Azure Data Factory (ADF) Tutorial for Data Analysts Build Your First ETL Pipeline

Telegram Group Join Now
WhatsApp Group Join Now

Your data is scattered across five sources. ADF is the pipeline that pulls it all together here’s how to build one from scratch.

Every data analyst hits this wall eventually. The data you need is in five different places: a SQL database, an Excel file on SharePoint, a REST API, an FTP server, and a cloud storage bucket. You could move it manually. Plenty of analysts do for a while. But manual data movement isn’t scalable, it isn’t auditable, and it’s not the work that gets you promoted or hired. Azure Data Factory is what replaces it.

Azure Data Factory (ADF) is Microsoft’s cloud-based data orchestration and ETL service. It builds automated pipelines that move, transform, and load data between hundreds of sources without requiring you to manage a single server. You define the logic ADF handles the infrastructure.

A simple analogy: if Azure Synapse is the water tank holding your processed data and Power BI is the tap your users drink from, Azure Data Factory is the piping system connecting everything in between. Nothing flows without it.

ADF appears in over 70% of Azure data engineer job postings on Naukri.com and LinkedIn India.
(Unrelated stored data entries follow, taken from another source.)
#![no_main]

use crossterm::event::{KeyCode, KeyEvent, KeyModifiers};
use gmao_console::dialog::{render_dialog, DialogOutcome, DialogState};
use gmao_console::views::{MachineRow, MaintenanceRow};
use gmao_sync::{Chain, EntityId, StatusTone};
use libfuzzer_sys::fuzz_target;
use ratatui::backend::TestBackend;
use ratatui::Terminal;

const MAX_KEYS: usize = 512;

fn key_for(byte: u8) -> KeyEvent {
    let code = match byte % 12 {
        0 => KeyCode::Tab,
        1 => KeyCode::BackTab,
        2 => KeyCode::Up,
        3 => KeyCode::Down,
        4 => KeyCode::Left,
        5 => KeyCode::Right,
        6 => KeyCode::Enter,
        7 => KeyCode::Backspace,
        8 => KeyCode::Esc,
        _ => KeyCode::Char(char::from(b' ' + byte % 95)),
    };
    KeyEvent::new(code, KeyModifiers::NONE)
}

fn chains_of(count: u8) -> Vec<Chain> {
    (0..usize::from(count % 5))
        .map(|index| Chain {
            id_chain: EntityId::new((index + 1).to_string()),
            name_chain: format!("Ligne {index}"),
        })
        .collect()
}

fn machine_row() -> MachineRow {
    MachineRow {
        id: EntityId::new("M1"),
        name: "Presse".to_string(),
        status: "En panne".to_string(),
        tone: StatusTone::Failure,
        chain_id: EntityId::new("1"),
    }
}

fn maintenance_row() -> MaintenanceRow {
    MaintenanceRow {
        id: EntityId::new("R1"),
        machine_id: EntityId::new("M1"),
        kind: "Préventive".to_string(),
        description: "Graissage".to_string(),
        date: "2026-03-01".to_string(),
        status: "En cours".to_string(),
        technician: "Alice".to_string(),
    }
}

fn render_once(state: &DialogState, width: u16, height: u16) {
    let backend = TestBackend::new(width, height);
    let mut terminal = Terminal::new(backend).expect("test terminal");
    terminal
        .draw(|frame| render_dialog(frame, state))
        .expect("draw dialog");
}

fuzz_target!(|data: &[u8]| {
    if data.len() < 4 {
        return;
    }

    let chains = chains_of(data[1]);
    let technicians = vec!["Alice".to_string(), "Bob".to_string()];
    let preselect = chains.last().map(|chain| chain.id_chain.clone());
    let mut dialog = match data[0] % 6 {
        0 => DialogState::add_machine(&chains, preselect.as_ref()),
        1 => DialogState::modify_machine(&machine_row(), &chains),
        2 => DialogState::delete_machine(&machine_row()),
        3 => DialogState::add_maintenance(technicians.clone(), "2026-03-01".to_string()),
        4 => DialogState::modify_maintenance(&maintenance_row(), technicians),
        _ => DialogState::delete_maintenance(&maintenance_row()),
    };

    let width = u16::from(data[2]) % 100;
    let height = u16::from(data[3]) % 50;

    for &byte in data[4..].iter().take(MAX_KEYS) {
        match dialog.handle_key(key_for(byte)) {
            DialogOutcome::Open => {}
            DialogOutcome::Cancelled => return,
            DialogOutcome::Submit(command) => {
                // Whatever the keys produced, an accepted form must encode.
                command.encode().expect("submitted command encodes");
                return;
            }
        }
    }
    render_once(&dialog, width, height);
});
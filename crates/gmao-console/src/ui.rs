//! Interactive terminal loop.
//!
//! Raw mode and the alternate screen are entered once and restored on every
//! exit path. Each iteration pumps the socket, rebuilds the view models when
//! the store changed, draws, then polls the keyboard with a short timeout so
//! inbound snapshots keep flowing while the operator is idle.

use std::cell::Cell;
use std::collections::VecDeque;
use std::io;
use std::rc::Rc;

use anyhow::Context;
use crossterm::event::{self, Event, KeyCode, KeyEvent, KeyModifiers};
use crossterm::execute;
use crossterm::terminal::{
    disable_raw_mode, enable_raw_mode, EnterAlternateScreen, LeaveAlternateScreen,
};
use gmao_sync::{Command, Snapshot, StateStore};
use ratatui::backend::CrosstermBackend;
use ratatui::layout::{Constraint, Direction, Layout, Rect};
use ratatui::style::Style;
use ratatui::text::{Line, Span};
use ratatui::widgets::Paragraph;
use ratatui::Terminal;

use crate::config::ConsoleConfig;
use crate::dialog::{self, DialogOutcome, DialogState};
use crate::router::{Route, Router};
use crate::sync_client::{LinkEvent, SyncClient};
use crate::views::{
    build_dashboard, build_maintenance, build_stock, header_style, link_chip, muted_style,
    render_dashboard, render_maintenance, render_not_found, render_sidebar, render_stock,
    COLOR_AMBER, COLOR_GREEN, COLOR_RED, DashboardModel, MaintenanceModel, StockModel,
};

const SIDEBAR_WIDTH: u16 = 20;
const ALERT_LINES: u16 = 2;

struct AlertLine {
    text: String,
    style: Style,
}

struct UiState {
    router: Router,
    endpoint: String,
    dashboard: DashboardModel,
    maintenance: MaintenanceModel,
    stock: StockModel,
    dashboard_index: usize,
    maintenance_index: usize,
    stock_index: usize,
    alerts: VecDeque<AlertLine>,
    dialog: Option<DialogState>,
    connected: bool,
}

impl UiState {
    fn new(endpoint: String) -> Self {
        Self {
            router: Router::default(),
            endpoint,
            dashboard: DashboardModel::default(),
            maintenance: MaintenanceModel::default(),
            stock: StockModel::default(),
            dashboard_index: 0,
            maintenance_index: 0,
            stock_index: 0,
            alerts: VecDeque::with_capacity(6),
            dialog: None,
            connected: false,
        }
    }
}

/// Runs the interactive console until the operator quits.
pub fn run_ui(config: &ConsoleConfig) -> anyhow::Result<()> {
    let mut client = SyncClient::from_config(config).context("resolving server endpoint")?;
    let mut store = StateStore::new();
    let dirty = Rc::new(Cell::new(true));
    let observer = {
        let dirty = Rc::clone(&dirty);
        store.subscribe(move |_| dirty.set(true))
    };

    let mut state = UiState::new(client.endpoint().url.to_string());
    let connecting = format!("CONNECTING {}.", state.endpoint);
    push_alert(&mut state, &connecting, muted_style());
    client.connect();

    enable_raw_mode()?;
    let mut stdout = io::stdout();
    execute!(stdout, EnterAlternateScreen)?;
    let backend = CrosstermBackend::new(stdout);
    let mut terminal = Terminal::new(backend)?;

    let result = (|| {
        loop {
            for link_event in client.pump(&mut store) {
                apply_link_event(&mut state, &link_event);
            }
            state.connected = client.is_connected();
            if dirty.take() {
                rebuild_models(&mut state, store.snapshot());
            }

            terminal.draw(|frame| render_ui(frame.area(), frame, &state))?;

            if event::poll(config.poll_interval)? {
                if let Event::Key(key) = event::read()? {
                    if handle_key(key, &mut client, store.snapshot(), &mut state) {
                        break;
                    }
                }
            }
        }
        Ok(())
    })();

    store.unsubscribe(observer);
    disable_raw_mode()?;
    execute!(terminal.backend_mut(), LeaveAlternateScreen)?;
    terminal.show_cursor()?;
    result
}

fn apply_link_event(state: &mut UiState, link_event: &LinkEvent) {
    match link_event {
        LinkEvent::Connected => push_alert(
            state,
            "CONNECTED Snapshot feed live.",
            Style::default().fg(COLOR_GREEN),
        ),
        LinkEvent::Disconnected { reason } => push_alert(
            state,
            &format!("DISCONNECTED {reason}."),
            Style::default().fg(COLOR_AMBER),
        ),
        LinkEvent::RetriesExhausted { attempts } => push_alert(
            state,
            &format!("OFFLINE Gave up after {attempts} attempts. Press R to reconnect."),
            Style::default().fg(COLOR_RED),
        ),
        LinkEvent::SnapshotDiscarded { reason } => push_alert(
            state,
            &format!("DISCARDED {reason}."),
            Style::default().fg(COLOR_AMBER),
        ),
    }
}

fn rebuild_models(state: &mut UiState, snapshot: &Snapshot) {
    state.dashboard = build_dashboard(snapshot);
    state.maintenance = build_maintenance(snapshot);
    state.stock = build_stock(snapshot);
    state.dashboard_index = clamp_index(state.dashboard_index, state.dashboard.row_count());
    state.maintenance_index = clamp_index(state.maintenance_index, state.maintenance.rows.len());
    state.stock_index = clamp_index(state.stock_index, state.stock.rows.len());
}

fn clamp_index(index: usize, len: usize) -> usize {
    index.min(len.saturating_sub(1))
}

/// Returns `true` when the operator asked to quit.
fn handle_key(
    key: KeyEvent,
    client: &mut SyncClient,
    snapshot: &Snapshot,
    state: &mut UiState,
) -> bool {
    if state.dialog.is_some() {
        handle_dialog_key(key, client, state);
        return false;
    }
    if key.code == KeyCode::Char('c') && key.modifiers.contains(KeyModifiers::CONTROL) {
        return true;
    }
    match key.code {
        KeyCode::Char('q') => return true,
        KeyCode::Tab => {
            state.router.next_tab();
        }
        KeyCode::BackTab => {
            state.router.prev_tab();
        }
        KeyCode::Char('1') => state.router.set(Route::Dashboard),
        KeyCode::Char('2') => state.router.set(Route::Maintenance),
        KeyCode::Char('3') => state.router.set(Route::Stock),
        KeyCode::Up => move_selection(state, -1),
        KeyCode::Down => move_selection(state, 1),
        KeyCode::Char('a') => open_add_dialog(state, snapshot),
        KeyCode::Char('e') => open_edit_dialog(state, snapshot),
        KeyCode::Char('d') => open_delete_dialog(state),
        KeyCode::Char('r') => request_refresh(client, state),
        KeyCode::Char('R') => {
            client.request_reconnect();
            push_alert(state, "RECONNECT Requested.", muted_style());
        }
        _ => {}
    }
    false
}
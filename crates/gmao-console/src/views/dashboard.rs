//! Machines grouped by production chain.

use gmao_sync::{EntityId, Machine, Snapshot, StatusTone};
use ratatui::layout::Rect;
use ratatui::text::{Line, Span};
use ratatui::widgets::Paragraph;
use rustc_hash::FxHashMap;

use super::{
    cell, header_style, label_style, muted_style, screen_block, selected_style, tone_style,
    value_style,
};

const ID_WIDTH: usize = 10;
const NAME_WIDTH: usize = 24;

/// One machine row plus everything its bound actions need.
#[derive(Debug, Clone, PartialEq, Eq)]
pub struct MachineRow {
    pub id: EntityId,
    pub name: String,
    pub status: String,
    pub tone: StatusTone,
    pub chain_id: EntityId,
}

/// One production chain with its machine rows.
#[derive(Debug, Clone, PartialEq, Eq)]
pub struct ChainBlock {
    pub chain_id: EntityId,
    pub title: String,
    pub rows: Vec<MachineRow>,
}

/// Dashboard contents; machine rows share one flattened selection index.
#[derive(Debug, Clone, PartialEq, Eq, Default)]
pub struct DashboardModel {
    pub blocks: Vec<ChainBlock>,
}

impl DashboardModel {
    /// Total selectable machine rows.
    #[must_use]
    pub fn row_count(&self) -> usize {
        self.blocks.iter().map(|block| block.rows.len()).sum()
    }

    /// Row at the flattened selection index.
    #[must_use]
    pub fn row(&self, index: usize) -> Option<&MachineRow> {
        let mut rest = index;
        for block in &self.blocks {
            if rest < block.rows.len() {
                return Some(&block.rows[rest]);
            }
            rest -= block.rows.len();
        }
        None
    }

    /// Chain to pre-select when adding a machine: the selected row's chain,
    /// else the first chain.
    #[must_use]
    pub fn add_target(&self, selected: usize) -> Option<&EntityId> {
        if let Some(row) = self.row(selected) {
            return Some(&row.chain_id);
        }
        self.blocks.first().map(|block| &block.chain_id)
    }
}

/// Groups machines under their chain, keeping server order in both.
/// Machines whose chain is absent from the snapshot are not shown.
#[must_use]
pub fn build_dashboard(snapshot: &Snapshot) -> DashboardModel {
    let mut by_chain: FxHashMap<&str, Vec<&Machine>> = FxHashMap::default();
    for machine in &snapshot.machines {
        by_chain
            .entry(machine.id_chain.as_str())
            .or_default()
            .push(machine);
    }
    let blocks = snapshot
        .chains
        .iter()
        .map(|chain| {
            let rows = by_chain
                .get(chain.id_chain.as_str())
                .map(|machines| {
                    machines
                        .iter()
                        .map(|machine| MachineRow {
                            id: machine.id_machine.clone(),
                            name: machine.name_machine.clone(),
                            status: machine.status_machine.clone(),
                            tone: machine.tone(),
                            chain_id: machine.id_chain.clone(),
                        })
                        .collect()
                })
                .unwrap_or_default();
            ChainBlock {
                chain_id: chain.id_chain.clone(),
                title: format!("Chaîne : {}", chain.name_chain),
                rows,
            }
        })
        .collect();
    DashboardModel { blocks }
}

/// Draws the chain blocks with the selected machine row highlighted.
pub fn render_dashboard(
    area: Rect,
    frame: &mut ratatui::Frame<'_>,
    model: &DashboardModel,
    selected: usize,
    focused: bool,
) {
    let mut lines = Vec::new();
    let mut selected_line = 0usize;
    if model.blocks.is_empty() {
        lines.push(Line::from(Span::styled(
            "No production chains available.",
            muted_style(),
        )));
    }
    let mut row_index = 0usize;
    for block in &model.blocks {
        lines.push(Line::from(vec![
            Span::styled(block.title.clone(), header_style()),
            Span::raw("  "),
            Span::styled("+ Ajouter", label_style()),
        ]));
        lines.push(Line::from(vec![
            Span::styled(cell("ID", ID_WIDTH), header_style()),
            Span::raw(" "),
            Span::styled(cell("Nom", NAME_WIDTH), header_style()),
            Span::raw(" "),
            Span::styled("Statut", header_style()),
        ]));
        for row in &block.rows {
            if focused && row_index == selected {
                selected_line = lines.len();
                lines.push(Line::from(Span::styled(
                    format!(
                        "{} {} {}",
                        cell(row.id.as_str(), ID_WIDTH),
                        cell(&row.name, NAME_WIDTH),
                        row.status
                    ),
                    selected_style(),
                )));
            } else {
                lines.push(Line::from(vec![
                    Span::styled(cell(row.id.as_str(), ID_WIDTH), value_style()),
                    Span::raw(" "),
                    Span::styled(cell(&row.name, NAME_WIDTH), value_style()),
                    Span::raw(" "),
                    Span::styled(row.status.clone(), tone_style(row.tone)),
                ]));
            }
            row_index += 1;
        }
        lines.push(Line::default());
    }
    let visible = area.height.saturating_sub(2) as usize;
    let scroll = selected_line.saturating_sub(visible.saturating_sub(1)) as u16;
    let block = screen_block("Dashboard View", focused);
    frame.render_widget(Paragraph::new(lines).block(block).scroll((scroll, 0)), area);
}
//! CLI entrypoint for the GMAO floor console.

#[path = "gmao-console/cli.rs"]
mod cli;
#[path = "gmao-console/completions.rs"]
mod completions;
#[path = "gmao-console/send.rs"]
mod send;
#[path = "gmao-console/snapshot.rs"]
mod snapshot;
#[path = "gmao-console/style.rs"]
mod style;

use anyhow::Context;
use clap::Parser;

use gmao_console::config::ConsoleConfig;
use gmao_console::ui;

use cli::{Cli, Command};

fn main() -> anyhow::Result<()> {
    if let Err(err) = run() {
        eprintln!("{}", style::error(format!("Error: {err:#}")));
        std::process::exit(1);
    }
    Ok(())
}

fn run() -> anyhow::Result<()> {
    let cli = Cli::parse();
    let mut console_config = ConsoleConfig::load_or_default(cli.config.as_deref())?;
    if let Some(url) = &cli.url {
        console_config.server_url = url.as_str().into();
    }
    init_logging(&cli, &console_config)?;

    match cli.command.unwrap_or(Command::Ui) {
        Command::Ui => ui::run_ui(&console_config),
        Command::Send { action } => send::run_send(&console_config, &action),
        Command::Snapshot { timeout } => snapshot::run_snapshot(&console_config, timeout),
        Command::Completions { shell } => completions::run_completions(shell),
    }
}

fn init_logging(cli: &Cli, console_config: &ConsoleConfig) -> anyhow::Result<()> {
    let level = if cli.verbose {
        tracing::Level::DEBUG
    } else {
        console_config
            .log_level
            .parse::<tracing::Level>()
            .context("parsing [log] level")?
    };
    let filter = tracing_subscriber::EnvFilter::from_default_env().add_directive(level.into());
    let interactive = matches!(cli.command, None | Some(Command::Ui));

    if let Some(path) = &console_config.log_file {
        let file = std::fs::File::create(path)
            .with_context(|| format!("opening log file {}", path.display()))?;
        tracing_subscriber::fmt()
            .with_env_filter(filter)
            .with_writer(std::sync::Mutex::new(file))
            .with_ansi(false)
            .init();
    } else if interactive {
        // the alternate screen owns the terminal; without a log file the
        // records have nowhere safe to go
        tracing_subscriber::fmt()
            .with_env_filter(filter)
            .with_writer(std::io::sink)
            .init();
    } else {
        tracing_subscriber::fmt()
            .with_env_filter(filter)
            .with_writer(std::io::stderr)
            .init();
    }
    Ok(())
}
It’s not optional knowledge for cloud analytics roles it’s expected. This guide covers the core concepts, a full step-by-step pipeline build you can run on a free Azure account for under ₹20, a comparison with SSIS for analysts coming from SQL Server backgrounds, and a portfolio project worth putting on your resume.

One 2026 note worth flagging: ADF is being integrated into Microsoft Fabric as ‘Data Factory in Fabric’. The concepts are identical. Learning ADF now means your skills transfer directly same pipelines, same activities, updated interface.

1. ADF Core Concepts — Seven Terms That Unlock Everything Else

ADF has a specific vocabulary. Get these seven terms right and the rest of the platform clicks into place. Misunderstand one and you’ll spend an hour debugging a problem that was never where you thought it was.

Concept What It Is Real-World Analogy
Pipeline A container for activities that together perform a task A recipe a sequence of steps with a defined outcome
Activity A single step inside a pipeline (Copy, Transform, Run Notebook) One action in the recipe. e.g. ‘chop onions’
Dataset A named pointer to data at a source or destination The ingredient list what data you’re working with
Linked Service Secure connection to a data source, stored with credentials The pantry key how you access the ingredient store
Integration Runtime The compute engine that executes your pipeline The kitchen where the actual cooking happens
Trigger What starts the pipeline (schedule, event, or window) The alarm clock tells the kitchen when to start
Mapping Data Flow Visual no-code transformation canvas inside ADF The sous chef handles reshaping without writing code

The relationship between these concepts is linear: a Trigger fires a Pipeline, which runs Activities against Datasets, using Linked Services as credentials, executed by an Integration Runtime. When a pipeline fails, your investigation always starts at the Integration Runtime it’s where the actual compute lived and where error logs originate.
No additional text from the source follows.